The three novels could be classed as mysteries or thrillers, because they are truly hard to put down, the quality of suspense so imbues the writing.  In The Goldfinch, a little boy who worships his mother “saves” a famous painting after the Met is blown up by a terrorist bomb. In A Secret History, a young man goes east to college and his choice to study the classics leads to conspiracy and murder.   The Little Friend, the most upsetting of the three, is about a little by who is kidnapped from his yard during a family holiday dinner.  His young sister determines to solve the mystery of his disappearance.

Each features meticulously wrought settings, breath-taking moments of danger, sympathetic treatment of characters as their amoral, evil, cruel, insensitive personalities and choices wreak grief, derail careers, and precipitate breakdowns from which there is no return. 




Tartt’s characters’ downhill slides turn the stomach of any parent:  long  (repetitive) descriptions of alcohol and drug use, theft, lost ambitions, cruel parents and guardians, the pitiful loneliness of lovely children callously neglected. 


The novels end where they began: the look-back the grown-up child has shared with you closes the account of the childhood tragedy.  There is distance and coolness now; the past is the past, about the only comfort Tartt permits her readers. 

BOOK: The Light Between Oceans, by M.L. Stedman


This book has some of the most beautiful writing about mothering a little girl that I have ever read. I loved the magnificent distant setting, the descriptions of the island, and the symbol of the lighthouse. The seemingly factual lighthouse keeper's unusual and rigorous job was fascinating, too. 

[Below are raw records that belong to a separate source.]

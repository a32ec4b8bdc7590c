#[cfg(test)]
mod tests {
    use crate::assets::{Asset, AssetServiceTrait, AssetType, NewAsset};
    use crate::errors::{Error, Result};
    use crate::portfolio::{PerformanceService, PerformanceServiceTrait, PnlPercent};
    use crate::quotes::QuoteServiceTrait;
    use crate::transactions::{
        NewTransaction, Transaction, TransactionServiceTrait, TransactionType, TransactionUpdate,
    };
    use async_trait::async_trait;
    use chrono::{NaiveDate, NaiveDateTime};
    use rust_decimal::Decimal;
    use rust_decimal_macros::dec;
    use std::collections::HashMap;
    use std::sync::{Arc, Mutex};

    fn at(y: i32, m: u32, d: u32) -> NaiveDateTime {
        NaiveDate::from_ymd_opt(y, m, d)
            .unwrap()
            .and_hms_opt(9, 30, 0)
            .unwrap()
    }

    // --- Mock AssetService ---
    struct MockAssetService {
        assets: Vec<Asset>,
    }

    #[async_trait]
    impl AssetServiceTrait for MockAssetService {
        async fn create_asset(&self, _owner_id: &str, _new_asset: NewAsset) -> Result<Asset> {
            unimplemented!()
        }

        fn get_asset(&self, asset_id: &str, owner_id: &str) -> Result<Option<Asset>> {
            Ok(self
                .assets
                .iter()
                .find(|a| a.id == asset_id && a.owner_id == owner_id)
                .cloned())
        }

        fn get_asset_by_symbol(&self, _symbol: &str, _owner_id: &str) -> Result<Option<Asset>> {
            unimplemented!()
        }

        fn list_assets(
            &self,
            _owner_id: &str,
            _skip: Option<i64>,
            _limit: Option<i64>,
        ) -> Result<Vec<Asset>> {
            unimplemented!()
        }

        fn list_all_assets(&self, owner_id: &str) -> Result<Vec<Asset>> {
            Ok(self
                .assets
                .iter()
                .filter(|a| a.owner_id == owner_id)
                .cloned()
                .collect())
        }

        async fn delete_asset(&self, _asset_id: &str, _owner_id: &str) -> Result<bool> {
            unimplemented!()
        }
    }

    // --- Mock TransactionService ---
    struct MockTransactionService {
        transactions: Vec<Transaction>,
    }

    #[async_trait]
    impl TransactionServiceTrait for MockTransactionService {
        async fn create_transaction(
            &self,
            _owner_id: &str,
            _new_transaction: NewTransaction,
        ) -> Result<Transaction> {
            unimplemented!()
        }

        fn get_transaction(
            &self,
            _transaction_id: &str,
            _owner_id: &str,
        ) -> Result<Option<Transaction>> {
            unimplemented!()
        }

        fn list_transactions(
            &self,
            _owner_id: &str,
            _skip: Option<i64>,
            _limit: Option<i64>,
        ) -> Result<Vec<Transaction>> {
            unimplemented!()
        }

        fn list_transactions_for_asset(
            &self,
            asset_id: &str,
            owner_id: &str,
        ) -> Result<Vec<Transaction>> {
            Ok(self
                .transactions
                .iter()
                .filter(|t| t.asset_id == asset_id && t.owner_id == owner_id)
                .cloned()
                .collect())
        }

        async fn update_transaction(
            &self,
            _transaction_id: &str,
            _owner_id: &str,
            _update: TransactionUpdate,
        ) -> Result<Option<Transaction>> {
            unimplemented!()
        }

        async fn delete_transaction(&self, _transaction_id: &str, _owner_id: &str) -> Result<bool> {
            unimplemented!()
        }
    }

    // --- Mock QuoteService ---
    struct MockQuoteService {
        prices: HashMap<String, Decimal>,
        requested: Mutex<Vec<String>>,
    }

    #[async_trait]
    impl QuoteServiceTrait for MockQuoteService {
        async fn get_current_price(&self, symbol: &str) -> Option<Decimal> {
            self.requested.lock().unwrap().push(symbol.to_string());
            self.prices.get(symbol).copied()
        }
    }

    fn asset(id: &str, symbol: &str) -> Asset {
        Asset {
            id: id.to_string(),
            owner_id: "u1".to_string(),
            symbol: symbol.to_string(),
            name: None,
            asset_type: AssetType::Stock,
            created_at: at(2024, 1, 1),
        }
    }

    fn trade(
        id: &str,
        asset_id: &str,
        kind: TransactionType,
        qty: Decimal,
        price: Decimal,
        when: NaiveDateTime,
    ) -> Transaction {
        Transaction {
            id: id.to_string(),
            owner_id: "u1".to_string(),
            asset_id: asset_id.to_string(),
            transaction_type: kind,
            quantity: qty,
            price_per_unit: price,
            fees: Decimal::ZERO,
            transaction_date: when,
            notes: None,
            created_at: when,
        }
    }

    /// AAPL open and priced, MSFT open without a price, TSLA fully sold,
    /// GOOG never traded.
    fn fixture() -> (PerformanceService, Arc<MockQuoteService>) {
        let assets = vec![
            asset("a-aapl", "AAPL"),
            asset("a-msft", "MSFT"),
            asset("a-tsla", "TSLA"),
            asset("a-goog", "GOOG"),
        ];
        let transactions = vec![
            trade("t01", "a-aapl", TransactionType::Buy, dec!(10), dec!(100), at(2024, 1, 5)),
            trade("t02", "a-aapl", TransactionType::Sell, dec!(4), dec!(120), at(2024, 3, 5)),
            trade("t03", "a-msft", TransactionType::Buy, dec!(2), dec!(300), at(2024, 2, 1)),
            trade("t04", "a-tsla", TransactionType::Buy, dec!(5), dec!(200), at(2024, 1, 10)),
            trade("t05", "a-tsla", TransactionType::Sell, dec!(5), dec!(180), at(2024, 6, 1)),
        ];
        let quotes = Arc::new(MockQuoteService {
            prices: HashMap::from([
                ("AAPL".to_string(), dec!(150)),
                ("TSLA".to_string(), dec!(250)),
            ]),
            requested: Mutex::new(Vec::new()),
        });
        let service = PerformanceService::new(
            Arc::new(MockAssetService { assets }),
            Arc::new(MockTransactionService { transactions }),
            quotes.clone(),
        );
        (service, quotes)
    }

    #[tokio::test]
    async fn test_portfolio_performance() {
        let (service, quotes) = fixture();
        let perf = service.get_portfolio_performance("u1").await.unwrap();

        assert_eq!(
            perf.positions.keys().cloned().collect::<Vec<_>>(),
            vec!["AAPL", "MSFT"]
        );

        let aapl = &perf.positions["AAPL"];
        assert_eq!(aapl.quantity, dec!(6));
        assert_eq!(aapl.total_cost_basis, dec!(600));
        assert_eq!(aapl.market_value, Some(dec!(900)));
        assert_eq!(aapl.unrealized_pnl, Some(dec!(300)));
        assert_eq!(aapl.unrealized_pnl_percent, Some(PnlPercent::Finite(dec!(50))));
        assert_eq!(aapl.realized_pnl, dec!(80));

        let msft = &perf.positions["MSFT"];
        assert_eq!(msft.market_value, None);

        assert_eq!(perf.total_cost_basis, dec!(1200));
        assert_eq!(perf.total_market_value, dec!(900));
        assert_eq!(perf.total_unrealized_pnl, dec!(300));
        // AAPL +80, TSLA -100
        assert_eq!(perf.total_realized_pnl, dec!(-20));
        assert_eq!(perf.unpriced_symbols, vec!["MSFT"]);

        // Closed and untraded assets are never priced.
        let requested = quotes.requested.lock().unwrap().clone();
        assert_eq!(requested, vec!["AAPL", "MSFT"]);
    }

    #[tokio::test]
    async fn test_portfolio_performance_for_user_without_assets() {
        let (service, _) = fixture();
        let perf = service.get_portfolio_performance("nobody").await.unwrap();
        assert!(perf.positions.is_empty());
        assert_eq!(perf.total_realized_pnl, Decimal::ZERO);
    }

    #[test]
    fn test_realized_gains_all_time() {
        let (service, _) = fixture();
        let report = service.get_realized_gains("u1", None, None).unwrap();
        let ids: Vec<&str> = report
            .gains
            .iter()
            .map(|g| g.transaction_id.as_str())
            .collect();
        assert_eq!(ids, vec!["t02", "t05"]);
        assert_eq!(report.gains[0].symbol, "AAPL");
        assert_eq!(report.gains[0].cost_basis, dec!(400));
        assert_eq!(report.gains[0].proceeds, dec!(480));
        assert_eq!(report.total_realized_pnl, dec!(-20));
    }

    #[test]
    fn test_realized_gains_window_is_inclusive() {
        let (service, _) = fixture();
        let report = service
            .get_realized_gains(
                "u1",
                NaiveDate::from_ymd_opt(2024, 6, 1),
                NaiveDate::from_ymd_opt(2024, 6, 1),
            )
            .unwrap();
        assert_eq!(report.gains.len(), 1);
        assert_eq!(report.gains[0].transaction_id, "t05");
        // Cost basis still comes from the January buy outside the window.
        assert_eq!(report.gains[0].cost_basis, dec!(1000));
        assert_eq!(report.total_realized_pnl, dec!(-100));

        let before = service
            .get_realized_gains("u1", None, NaiveDate::from_ymd_opt(2024, 3, 4))
            .unwrap();
        assert!(before.gains.is_empty());
        assert_eq!(before.total_realized_pnl, Decimal::ZERO);
    }

    #[test]
    fn test_realized_gains_rejects_inverted_range() {
        let (service, _) = fixture();
        let err = service
            .get_realized_gains(
                "u1",
                NaiveDate::from_ymd_opt(2024, 12, 31),
                NaiveDate::from_ymd_opt(2024, 1, 1),
            )
            .unwrap_err();
        assert!(matches!(err, Error::Validation(_)));
    }
}
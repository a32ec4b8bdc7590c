//! User repository and service traits.

use async_trait::async_trait;

use super::users_model::{NewUser, User};
use crate::errors::Result;
use crate::utils::pagination::Page;

/// Persistence contract for users.
#[async_trait]
pub trait UserRepositoryTrait: Send + Sync {
    /// Inserts a fully built user record.
    async fn create(&self, user: User) -> Result<User>;

    /// Deletes a user, cascading to their assets and transactions.
    ///
    /// Returns the number of deleted records.
    async fn delete(&self, user_id: &str) -> Result<usize>;

    fn get_by_id(&self, user_id: &str) -> Result<Option<User>>;

    /// Case-insensitive lookup.
    fn find_by_username(&self, username: &str) -> Result<Option<User>>;

    /// Case-insensitive lookup.
    fn find_by_email(&self, email: &str) -> Result<Option<User>>;

    fn list(&self, page: Page) -> Result<Vec<User>>;
}

/// Business operations on users.
#[async_trait]
pub trait UserServiceTrait: Send + Sync {
    /// Validates the form, enforces unique username and email, hashes the
    /// password and stores the user.
    async fn register(&self, new_user: NewUser) -> Result<User>;

    /// Returns the user when the credentials match.
    fn authenticate(&self, username: &str, password: &str) -> Result<User>;

    fn get_user(&self, user_id: &str) -> Result<User>;

    fn get_user_by_username(&self, username: &str) -> Result<Option<User>>;

    fn get_user_by_email(&self, email: &str) -> Result<Option<User>>;

    fn list_users(&self, skip: Option<i64>, limit: Option<i64>) -> Result<Vec<User>>;

    /// Returns false when no such user exists.
    async fn delete_user(&self, user_id: &str) -> Result<bool>;
}
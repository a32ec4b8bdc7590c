use async_trait::async_trait;
use diesel::prelude::*;
use diesel::r2d2::{self, Pool};
use diesel::SqliteConnection;
use std::sync::Arc;

use folio_core::assets::{Asset, AssetRepositoryTrait};
use folio_core::utils::pagination::Page;
use folio_core::Result;

use super::model::AssetDB;
use crate::db::{get_connection, WriteHandle};
use crate::errors::{IntoCore, StorageError};
use crate::schema::assets;

pub struct AssetRepository {
    pool: Arc<Pool<r2d2::ConnectionManager<SqliteConnection>>>,
    writer: WriteHandle,
}

impl AssetRepository {
    pub fn new(
        pool: Arc<Pool<r2d2::ConnectionManager<SqliteConnection>>>,
        writer: WriteHandle,
    ) -> Self {
        AssetRepository { pool, writer }
    }
}

#[async_trait]
impl AssetRepositoryTrait for AssetRepository {
    async fn create(&self, asset: Asset) -> Result<Asset> {
        let asset_db: AssetDB = asset.into();
        self.writer
            .exec(move |conn: &mut SqliteConnection| -> Result<Asset> {
                let result_db = diesel::insert_into(assets::table)
                    .values(&asset_db)
                    .returning(AssetDB::as_returning())
                    .get_result(conn)
                    .map_err(StorageError::from)?;
                Ok(Asset::from(result_db))
            })
            .await
    }

    async fn delete(&self, asset_id: &str, owner_id: &str) -> Result<usize> {
        let asset_id = asset_id.to_string();
        let owner_id = owner_id.to_string();
        self.writer
            .exec(move |conn: &mut SqliteConnection| -> Result<usize> {
                // Transactions go with the asset through ON DELETE CASCADE.
                diesel::delete(
                    assets::table
                        .filter(assets::id.eq(asset_id))
                        .filter(assets::owner_id.eq(owner_id)),
                )
                .execute(conn)
                .into_core()
            })
            .await
    }

    fn get_by_id(&self, asset_id: &str, owner_id: &str) -> Result<Option<Asset>> {
        let mut conn = get_connection(&self.pool)?;
        let asset_db = assets::table
            .filter(assets::id.eq(asset_id))
            .filter(assets::owner_id.eq(owner_id))
            .select(AssetDB::as_select())
            .first::<AssetDB>(&mut conn)
            .optional()
            .into_core()?;
        Ok(asset_db.map(Asset::from))
    }

    fn find_by_symbol(&self, symbol: &str, owner_id: &str) -> Result<Option<Asset>> {
        let mut conn = get_connection(&self.pool)?;
        let asset_db = assets::table
            .filter(assets::symbol.eq(symbol))
            .filter(assets::owner_id.eq(owner_id))
            .select(AssetDB::as_select())
            .first::<AssetDB>(&mut conn)
            .optional()
            .into_core()?;
        Ok(asset_db.map(Asset::from))
    }

    fn list(&self, owner_id: &str, page: Page) -> Result<Vec<Asset>> {
        let mut conn = get_connection(&self.pool)?;
        let assets_db = assets::table
            .filter(assets::owner_id.eq(owner_id))
            .select(AssetDB::as_select())
            .order(assets::symbol.asc())
            .offset(page.skip)
            .limit(page.limit)
            .load::<AssetDB>(&mut conn)
            .into_core()?;
        Ok(assets_db.into_iter().map(Asset::from).collect())
    }
}

#[cfg(test)]
mod tests {
    use super::*;
    use crate::db::{create_pool, run_migrations, spawn_writer};
    use chrono::Utc;
    use folio_core::assets::AssetType;
    use folio_core::errors::{DatabaseError, Error};
    use tempfile::tempdir;

    async fn create_test_repository() -> (
        AssetRepository,
        Arc<Pool<r2d2::ConnectionManager<SqliteConnection>>>,
        tempfile::TempDir,
    ) {
        let temp_dir = tempdir().expect("Failed to create temp directory");
        let db_path = temp_dir.path().join("test.db");
        let db_path_str = db_path.to_string_lossy().to_string();

        let pool = create_pool(&db_path_str).expect("Failed to create pool");
        run_migrations(&pool).expect("Failed to run migrations");
        let writer = spawn_writer((*pool).clone());

        let repo = AssetRepository::new(Arc::clone(&pool), writer);
        (repo, pool, temp_dir)
    }

    /// Inserts an owner row to satisfy the foreign key.
    fn create_test_user(pool: &Arc<Pool<r2d2::ConnectionManager<SqliteConnection>>>, id: &str) {
        let mut conn = get_connection(pool).expect("Failed to get connection");
        diesel::sql_query(format!(
            "INSERT INTO users (id, username, email, password_hash, created_at) \
             VALUES ('{id}', '{id}', '{id}@example.com', 'x', '2024-01-01 00:00:00')"
        ))
        .execute(&mut conn)
        .expect("Failed to insert test user");
    }

    fn asset(id: &str, owner: &str, symbol: &str) -> Asset {
        Asset {
            id: id.to_string(),
            owner_id: owner.to_string(),
            symbol: symbol.to_string(),
            name: None,
            asset_type: AssetType::Etf,
            created_at: Utc::now().naive_utc(),
        }
    }

    #[tokio::test]
    async fn test_create_get_and_list_ordered_by_symbol() {
        let (repo, pool, _dir) = create_test_repository().await;
        create_test_user(&pool, "u1");

        repo.create(asset("a1", "u1", "MSFT")).await.unwrap();
        repo.create(asset("a2", "u1", "AAPL")).await.unwrap();

        let fetched = repo.get_by_id("a1", "u1").unwrap().unwrap();
        assert_eq!(fetched.symbol, "MSFT");
        assert_eq!(fetched.asset_type, AssetType::Etf);

        let symbols: Vec<String> = repo
            .list("u1", Page::default())
            .unwrap()
            .into_iter()
            .map(|a| a.symbol)
            .collect();
        assert_eq!(symbols, vec!["AAPL", "MSFT"]);
    }

    #[tokio::test]
    async fn test_lookups_are_owner_scoped() {
        let (repo, pool, _dir) = create_test_repository().await;
        create_test_user(&pool, "u1");
        create_test_user(&pool, "u2");

        repo.create(asset("a1", "u1", "AAPL")).await.unwrap();
        // Same symbol for another owner is allowed.
        repo.create(asset("a2", "u2", "AAPL")).await.unwrap();

        assert!(repo.get_by_id("a1", "u2").unwrap().is_none());
        assert_eq!(repo.find_by_symbol("AAPL", "u2").unwrap().unwrap().id, "a2");
        assert_eq!(repo.delete("a1", "u2").await.unwrap(), 0);
        assert_eq!(repo.delete("a1", "u1").await.unwrap(), 1);
    }

    #[tokio::test]
    async fn test_duplicate_symbol_per_owner_is_rejected() {
        let (repo, pool, _dir) = create_test_repository().await;
        create_test_user(&pool, "u1");
        repo.create(asset("a1", "u1", "AAPL")).await.unwrap();

        let err = repo.create(asset("a2", "u1", "AAPL")).await.unwrap_err();
        assert!(matches!(
            err,
            Error::Database(DatabaseError::UniqueViolation(_))
        ));
    }

    #[tokio::test]
    async fn test_unknown_owner_is_foreign_key_violation() {
        let (repo, _pool, _dir) = create_test_repository().await;
        let err = repo.create(asset("a1", "ghost", "AAPL")).await.unwrap_err();
        assert!(matches!(
            err,
            Error::Database(DatabaseError::ForeignKeyViolation(_))
        ));
    }
}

I accept that Isabel did what she did, and Tom, too. But then I found the characters' various refusals, required promises, misplaced letters, unfair blaming, quite authorially manipulative and began to resent it. The conclusion, after long grief, stoic oaths, angry revenge behavior, is rather sudden, and Isabel's recovery from her breakdown and its consequences is left to us to imagine.  I suspect it was much worse and incomplete than the novel led us to conclude.  But then, that's the book club's discussion topic.